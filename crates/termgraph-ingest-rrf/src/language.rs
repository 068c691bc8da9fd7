//! ISO 639-2 (three-letter) to ISO 639-1 (two-letter) language codes.
//!
//! Atom records carry three-letter codes; literals are tagged with two-letter
//! ones. An unknown code is a hard error at the call site: it means this table
//! is stale relative to the corpus.

/// Map a three-letter code (bibliographic or terminologic form) to two letters.
pub fn two_letter(code: &str) -> Option<&'static str> {
    let short = match code {
        "ABK" => "ab",
        "AAR" => "aa",
        "AFR" => "af",
        "ALB" | "SQI" => "sq",
        "AMH" => "am",
        "ARA" => "ar",
        "ARG" => "an",
        "ARM" | "HYE" => "hy",
        "ASM" => "as",
        "AVE" => "ae",
        "AYM" => "ay",
        "AZE" => "az",
        "BAK" => "ba",
        "BAQ" | "EUS" => "eu",
        "BEL" => "be",
        "BEN" => "bn",
        "BIH" => "bh",
        "BIS" => "bi",
        "BOS" => "bs",
        "BRE" => "br",
        "BUL" => "bg",
        "BUR" | "MYA" => "my",
        "CAT" => "ca",
        "CHA" => "ch",
        "CHE" => "ce",
        "CHI" | "ZHO" => "zh",
        "CHU" => "cu",
        "CHV" => "cv",
        "COR" => "kw",
        "COS" => "co",
        "SCR" | "HRV" => "hr",
        "CZE" | "CES" => "cs",
        "DAN" => "da",
        "DIV" => "dv",
        "DUT" | "NLD" => "nl",
        "DZO" => "dz",
        "ENG" => "en",
        "EPO" => "eo",
        "EST" => "et",
        "FAO" => "fo",
        "FIJ" => "fj",
        "FIN" => "fi",
        "FRE" | "FRA" => "fr",
        "GLA" => "gd",
        "GLG" => "gl",
        "GEO" | "KAT" => "ka",
        "GER" | "DEU" => "de",
        "GRE" | "ELL" => "el",
        "GRN" => "gn",
        "GUJ" => "gu",
        "HAT" => "ht",
        "HAU" => "ha",
        "HEB" => "he",
        "HER" => "hz",
        "HIN" => "hi",
        "HMO" => "ho",
        "HUN" => "hu",
        "ICE" | "ISL" => "is",
        "IDO" => "io",
        "IND" => "id",
        "INA" => "ia",
        "ILE" => "ie",
        "IKU" => "iu",
        "IPK" => "ik",
        "GLE" => "ga",
        "ITA" => "it",
        "JPN" => "ja",
        "JAV" => "jv",
        "KAL" => "kl",
        "KAN" => "kn",
        "KAS" => "ks",
        "KAZ" => "kk",
        "KHM" => "km",
        "KIK" => "ki",
        "KIN" => "rw",
        "KIR" => "ky",
        "KOM" => "kv",
        "KOR" => "ko",
        "KUA" => "kj",
        "KUR" => "ku",
        "LAO" => "lo",
        "LAT" => "la",
        "LAV" => "lv",
        "LIM" => "li",
        "LIN" => "ln",
        "LIT" => "lt",
        "LTZ" => "lb",
        "MAC" | "MKD" => "mk",
        "MLG" => "mg",
        "MAY" | "MSA" => "ms",
        "MAL" => "ml",
        "MLT" => "mt",
        "GLV" => "gv",
        "MAO" | "MRI" => "mi",
        "MAR" => "mr",
        "MAH" => "mh",
        "MOL" => "mo",
        "MON" => "mn",
        "NAU" => "na",
        "NAV" => "nv",
        "NDE" => "nd",
        "NBL" => "nr",
        "NDO" => "ng",
        "NEP" => "ne",
        "SME" => "se",
        "NOR" => "no",
        "NOB" => "nb",
        "NNO" => "nn",
        "NYA" => "ny",
        "OCI" => "oc",
        "ORI" => "or",
        "ORM" => "om",
        "OSS" => "os",
        "PLI" => "pi",
        "PAN" => "pa",
        "PER" | "FAS" => "fa",
        "POL" => "pl",
        "POR" => "pt",
        "PUS" => "ps",
        "QUE" => "qu",
        "ROH" => "rm",
        "RUM" | "RON" => "ro",
        "RUN" => "rn",
        "RUS" => "ru",
        "SMO" => "sm",
        "SAG" => "sg",
        "SAN" => "sa",
        "SRD" => "sc",
        "SCC" | "SRP" => "sr",
        "SNA" => "sn",
        "III" => "ii",
        "SND" => "sd",
        "SIN" => "si",
        "SLO" | "SLK" => "sk",
        "SLV" => "sl",
        "SOM" => "so",
        "SOT" => "st",
        "SPA" => "es",
        "SUN" => "su",
        "SWA" => "sw",
        "SSW" => "ss",
        "SWE" => "sv",
        "TGL" => "tl",
        "TAH" => "ty",
        "TGK" => "tg",
        "TAM" => "ta",
        "TAT" => "tt",
        "TEL" => "te",
        "THA" => "th",
        "TIB" | "BOD" => "bo",
        "TIR" => "ti",
        "TON" => "to",
        "TSO" => "ts",
        "TSN" => "tn",
        "TUR" => "tr",
        "TUK" => "tk",
        "TWI" => "tw",
        "UIG" => "ug",
        "UKR" => "uk",
        "URD" => "ur",
        "UZB" => "uz",
        "VIE" => "vi",
        "VOL" => "vo",
        "WLN" => "wa",
        "WEL" | "CYM" => "cy",
        "FRY" => "fy",
        "WOL" => "wo",
        "XHO" => "xh",
        "YID" => "yi",
        "YOR" => "yo",
        "ZHA" => "za",
        "ZUL" => "zu",
        _ => return None,
    };
    Some(short)
}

**Exercise prompt:** Using the material above, retype every line without altering it.

**Result of the task:**
filename crates/termgraph-ingest-rrf/src/language.rs
repository 068c691bc8da9fd7
//! ISO 639-2 (three-letter) to ISO 639-1 (two-letter) language codes.
//!
//! Atom records carry three-letter codes; literals are tagged with two-letter
//! ones. An unknown code is a hard error at the call site: it means this table
//! is stale relative to the corpus.

/// Map a three-letter code (bibliographic or terminologic form) to two letters.
pub fn two_letter(code: &str) -> Option<&'static str> {
    let short = match code {
        "ABK" => "ab",
        "AAR" => "aa",
        "AFR" => "af",
        "ALB" | "SQI" => "sq",
        "AMH" => "am",
        "ARA" => "ar",
        "ARG" => "an",
        "ARM" | "HYE" => "hy",
        "ASM" => "as",
        "AVE" => "ae",
        "AYM" => "ay",
        "AZE" => "az",
        "BAK" => "ba",
        "BAQ" | "EUS" => "eu",
        "BEL" => "be",
        "BEN" => "bn",
        "BIH" => "bh",
        "BIS" => "bi",
        "BOS" => "bs",
        "BRE" => "br",
        "BUL" => "bg",
        "BUR" | "MYA" => "my",
        "CAT" => "ca",
        "CHA" => "ch",
        "CHE" => "ce",
        "CHI" | "ZHO" => "zh",
        "CHU" => "cu",
        "CHV" => "cv",
        "COR" => "kw",
        "COS" => "co",
        "SCR" | "HRV" => "hr",
        "CZE" | "CES" => "cs",
        "DAN" => "da",
        "DIV" => "dv",
        "DUT" | "NLD" => "nl",
        "DZO" => "dz",
        "ENG" => "en",
        "EPO" => "eo",
        "EST" => "et",
        "FAO" => "fo",
        "FIJ" => "fj",
        "FIN" => "fi",
        "FRE" | "FRA" => "fr",
        "GLA" => "gd",
        "GLG" => "gl",
        "GEO" | "KAT" => "ka",
        "GER" | "DEU" => "de",
        "GRE" | "ELL" => "el",
        "GRN" => "gn",
        "GUJ" => "gu",
        "HAT" => "ht",
        "HAU" => "ha",
        "HEB" => "he",
        "HER" => "hz",
        "HIN" => "hi",
        "HMO" => "ho",
        "HUN" => "hu",
        "ICE" | "ISL" => "is",
        "IDO" => "io",
        "IND" => "id",
        "INA" => "ia",
        "ILE" => "ie",
        "IKU" => "iu",
        "IPK" => "ik",
        "GLE" => "ga",
        "ITA" => "it",
        "JPN" => "ja",
        "JAV" => "jv",
        "KAL" => "kl",
        "KAN" => "kn",
        "KAS" => "ks",
        "KAZ" => "kk",
        "KHM" => "km",
        "KIK" => "ki",
        "KIN" => "rw",
        "KIR" => "ky",
        "KOM" => "kv",
        "KOR" => "ko",
        "KUA" => "kj",
        "KUR" => "ku",
        "LAO" => "lo",
        "LAT" => "la",
        "LAV" => "lv",
        "LIM" => "li",
        "LIN" => "ln",
        "LIT" => "lt",
        "LTZ" => "lb",
        "MAC" | "MKD" => "mk",
        "MLG" => "mg",
        "MAY" | "MSA" => "ms",
        "MAL" => "ml",
        "MLT" => "mt",
        "GLV" => "gv",
        "MAO" | "MRI" => "mi",
        "MAR" => "mr",
        "MAH" => "mh",
        "MOL" => "mo",
        "MON" => "mn",
        "NAU" => "na",
        "NAV" => "nv",
        "NDE" => "nd",
        "NBL" => "nr",
        "NDO" => "ng",
        "NEP" => "ne",
        "SME" => "se",
        "NOR" => "no",
        "NOB" => "nb",
        "NNO" => "nn",
        "NYA" => "ny",
        "OCI" => "oc",
        "ORI" => "or",
        "ORM" => "om",
        "OSS" => "os",
        "PLI" => "pi",
        "PAN" => "pa",
        "PER" | "FAS" => "fa",
        "POL" => "pl",
        "POR" => "pt",
        "PUS" => "ps",
        "QUE" => "qu",
        "ROH" => "rm",
        "RUM" | "RON" => "ro",
        "RUN" => "rn",
        "RUS" => "ru",
        "SMO" => "sm",
        "SAG" => "sg",
        "SAN" => "sa",
        "SRD" => "sc",
        "SCC" | "SRP" => "sr",
        "SNA" => "sn",
        "III" => "ii",
        "SND" => "sd",
        "SIN" => "si",
        "SLO" | "SLK" => "sk",
        "SLV" => "sl",
        "SOM" => "so",
        "SOT" => "st",
        "SPA" => "es",
        "SUN" => "su",
        "SWA" => "sw",
        "SSW" => "ss",
        "SWE" => "sv",
        "TGL" => "tl",
        "TAH" => "ty",
        "TGK" => "tg",
        "TAM" => "ta",
        "TAT" => "tt",
        "TEL" => "te",
        "THA" => "th",
        "TIB" | "BOD" => "bo",
        "TIR" => "ti",
        "TON" => "to",
        "TSO" => "ts",
        "TSN" => "tn",
        "TUR" => "tr",
        "TUK" => "tk",
        "TWI" => "tw",
        "UIG" => "ug",
        "UKR" => "uk",
        "URD" => "ur",
        "UZB" => "uz",
        "VIE" => "vi",
        "VOL" => "vo",
        "WLN" => "wa",
        "WEL" | "CYM" => "cy",
        "FRY" => "fy",
        "WOL" => "wo",
        "XHO" => "xh",
        "YID" => "yi",
        "YOR" => "yo",
        "ZHA" => "za",
        "ZUL" => "zu",
        _ => return None,
    };
    Some(short)
}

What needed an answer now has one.